* [Data shown]
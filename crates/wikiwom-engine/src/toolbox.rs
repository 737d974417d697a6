//! # Toolbox - AST Surgery and Glue Templates
//!
//! Identity-based editing of AST containers. Every operation that has to
//! locate an existing node requires it to be present exactly once; otherwise
//! it returns [`WomError::InvariantViolation`] and leaves the container as it
//! was. Inserting a node that is already in the container is rejected the
//! same way.
//!
//! The second half of the module holds the canonical round-trip glue for
//! nodes synthesized by edits, and the conversions between attribute values
//! and the text/reference nodes that carry them in the AST.

use wikiwom_syntax::{Ast, NodeId, NodeKind, RtData};

use crate::error::{Result, WomError};

/// Position of `node` in `container`, requiring exactly one occurrence.
pub fn find_index(ast: &Ast, container: NodeId, node: NodeId) -> Result<usize> {
    let items = ast.list(container)?;
    let mut hits = items.iter().enumerate().filter(|(_, id)| **id == node);
    match (hits.next(), hits.next()) {
        (Some((index, _)), None) => Ok(index),
        (None, _) => Err(WomError::invariant(format!(
            "node {node} is not in container {container}"
        ))),
        (Some(_), Some(_)) => Err(WomError::invariant(format!(
            "node {node} appears more than once in container {container}"
        ))),
    }
}

fn ensure_absent(ast: &Ast, container: NodeId, node: NodeId) -> Result<()> {
    if ast.list(container)?.contains(&node) {
        return Err(WomError::invariant(format!(
            "node {node} is already in container {container}"
        )));
    }
    Ok(())
}

/// Put `new` where `old` was.
pub fn replace(ast: &mut Ast, container: NodeId, old: NodeId, new: NodeId) -> Result<()> {
    let index = find_index(ast, container, old)?;
    if new != old {
        ensure_absent(ast, container, new)?;
    }
    ast.list_mut(container)?[index] = new;
    Ok(())
}

pub fn remove(ast: &mut Ast, container: NodeId, node: NodeId) -> Result<()> {
    let index = find_index(ast, container, node)?;
    ast.list_mut(container)?.remove(index);
    Ok(())
}

pub fn insert_before(ast: &mut Ast, container: NodeId, node: NodeId, before: NodeId) -> Result<()> {
    let index = find_index(ast, container, before)?;
    ensure_absent(ast, container, node)?;
    ast.list_mut(container)?.insert(index, node);
    Ok(())
}

pub fn insert_after(ast: &mut Ast, container: NodeId, node: NodeId, after: NodeId) -> Result<()> {
    let index = find_index(ast, container, after)?;
    ensure_absent(ast, container, node)?;
    ast.list_mut(container)?.insert(index + 1, node);
    Ok(())
}

pub fn prepend(ast: &mut Ast, container: NodeId, node: NodeId) -> Result<()> {
    ensure_absent(ast, container, node)?;
    ast.list_mut(container)?.insert(0, node);
    Ok(())
}

pub fn append(ast: &mut Ast, container: NodeId, node: NodeId) -> Result<()> {
    ensure_absent(ast, container, node)?;
    ast.list_mut(container)?.push(node);
    Ok(())
}

// =============================================================================
// Canonical glue

pub fn xml_element_rtd(name: &str, empty: bool) -> RtData {
    if empty {
        RtData::from_slots([format!("<{name}"), " />".to_string(), String::new()])
    } else {
        RtData::from_slots([format!("<{name}"), ">".to_string(), format!("</{name}>")])
    }
}

pub fn xml_attribute_rtd(name: &str, has_value: bool) -> RtData {
    if has_value {
        RtData::from_slots([format!(" {name}=\""), "\"".to_string()])
    } else {
        RtData::from_slots([format!(" {name}"), String::new()])
    }
}

pub fn bold_rtd() -> RtData {
    RtData::from_slots(["'''", "'''"])
}

pub fn italics_rtd() -> RtData {
    RtData::from_slots(["''", "''"])
}

pub fn internal_link_rtd(target: &str, titled: bool) -> RtData {
    let head = if titled {
        format!("[[{target}|")
    } else {
        format!("[[{target}")
    };
    RtData::from_slots([head, "]]".to_string()])
}

pub fn comment_rtd(text: &str) -> RtData {
    RtData::from_slots([format!("<!--{text}-->")])
}

/// A rule has to sit on a line of its own.
pub fn horizontal_rule_rtd() -> RtData {
    RtData::from_slots(["\n----\n"])
}

/// A new paragraph is separated from whatever precedes it by a blank line.
pub fn paragraph_rtd() -> RtData {
    RtData::from_slots(["\n\n", ""])
}

/// Regenerate a node's glue from the canonical template for its kind.
///
/// XML elements also regenerate the glue of their attributes. Kinds without
/// a template (text, lists, references, the page) are left alone.
pub fn add_rtd(ast: &mut Ast, node: NodeId) -> Result<()> {
    let rtd = match ast.kind(node)? {
        NodeKind::XmlElement {
            name,
            empty,
            attributes,
            ..
        } => {
            let (rtd, attributes) = (xml_element_rtd(name, *empty), *attributes);
            for attr in ast.list(attributes)?.to_vec() {
                add_rtd(ast, attr)?;
            }
            rtd
        }
        NodeKind::XmlAttribute {
            name, has_value, ..
        } => xml_attribute_rtd(name, *has_value),
        NodeKind::Bold { .. } => bold_rtd(),
        NodeKind::Italics { .. } => italics_rtd(),
        NodeKind::InternalLink { target, title } => {
            internal_link_rtd(target, !ast.list(*title)?.is_empty())
        }
        NodeKind::XmlComment(text) => comment_rtd(text),
        NodeKind::HorizontalRule => horizontal_rule_rtd(),
        NodeKind::Paragraph { .. } => paragraph_rtd(),
        _ => return Ok(()),
    };
    ast.set_rtd(node, Some(rtd))?;
    Ok(())
}

// =============================================================================
// Text and attribute values

/// Plain text of a text-like node, or of every item of a container.
///
/// Comments contribute nothing; references contribute the character(s) they
/// stand for.
pub fn to_text(ast: &Ast, node: NodeId) -> Result<String> {
    Ok(match ast.kind(node)? {
        NodeKind::Text(text) | NodeKind::Newline(text) => text.clone(),
        NodeKind::XmlComment(_) => String::new(),
        NodeKind::XmlCharRef(code) => char::from_u32(*code).map(String::from).unwrap_or_default(),
        NodeKind::XmlEntityRef { resolved, .. } => resolved.clone(),
        NodeKind::List(items) => {
            let mut out = String::new();
            for item in items {
                out.push_str(&to_text(ast, *item)?);
            }
            out
        }
        other => {
            return Err(WomError::invariant(format!(
                "cannot convert a {} node to text",
                other.name()
            )));
        }
    })
}

/// Split an attribute value into AST nodes that print back safely inside
/// double quotes: `"`, `<` and `&` become entity references.
pub fn encode_value(ast: &mut Ast, value: &str) -> Vec<NodeId> {
    let mut items = Vec::new();
    let mut text = String::new();
    for ch in value.chars() {
        let entity = match ch {
            '"' => "quot",
            '<' => "lt",
            '&' => "amp",
            _ => {
                text.push(ch);
                continue;
            }
        };
        if !text.is_empty() {
            items.push(ast.alloc(NodeKind::Text(std::mem::take(&mut text))));
        }
        items.push(ast.alloc(NodeKind::XmlEntityRef {
            name: entity.to_string(),
            resolved: ch.to_string(),
        }));
    }
    if !text.is_empty() {
        items.push(ast.alloc(NodeKind::Text(text)));
    }
    items
}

* [To do] Search the entries above for "exactly". Show every line that has it.

* [Answer to this task]
//! locate an existing node requires it to be present exactly once; otherwise
/// Position of `node` in `container`, requiring exactly one occurrence.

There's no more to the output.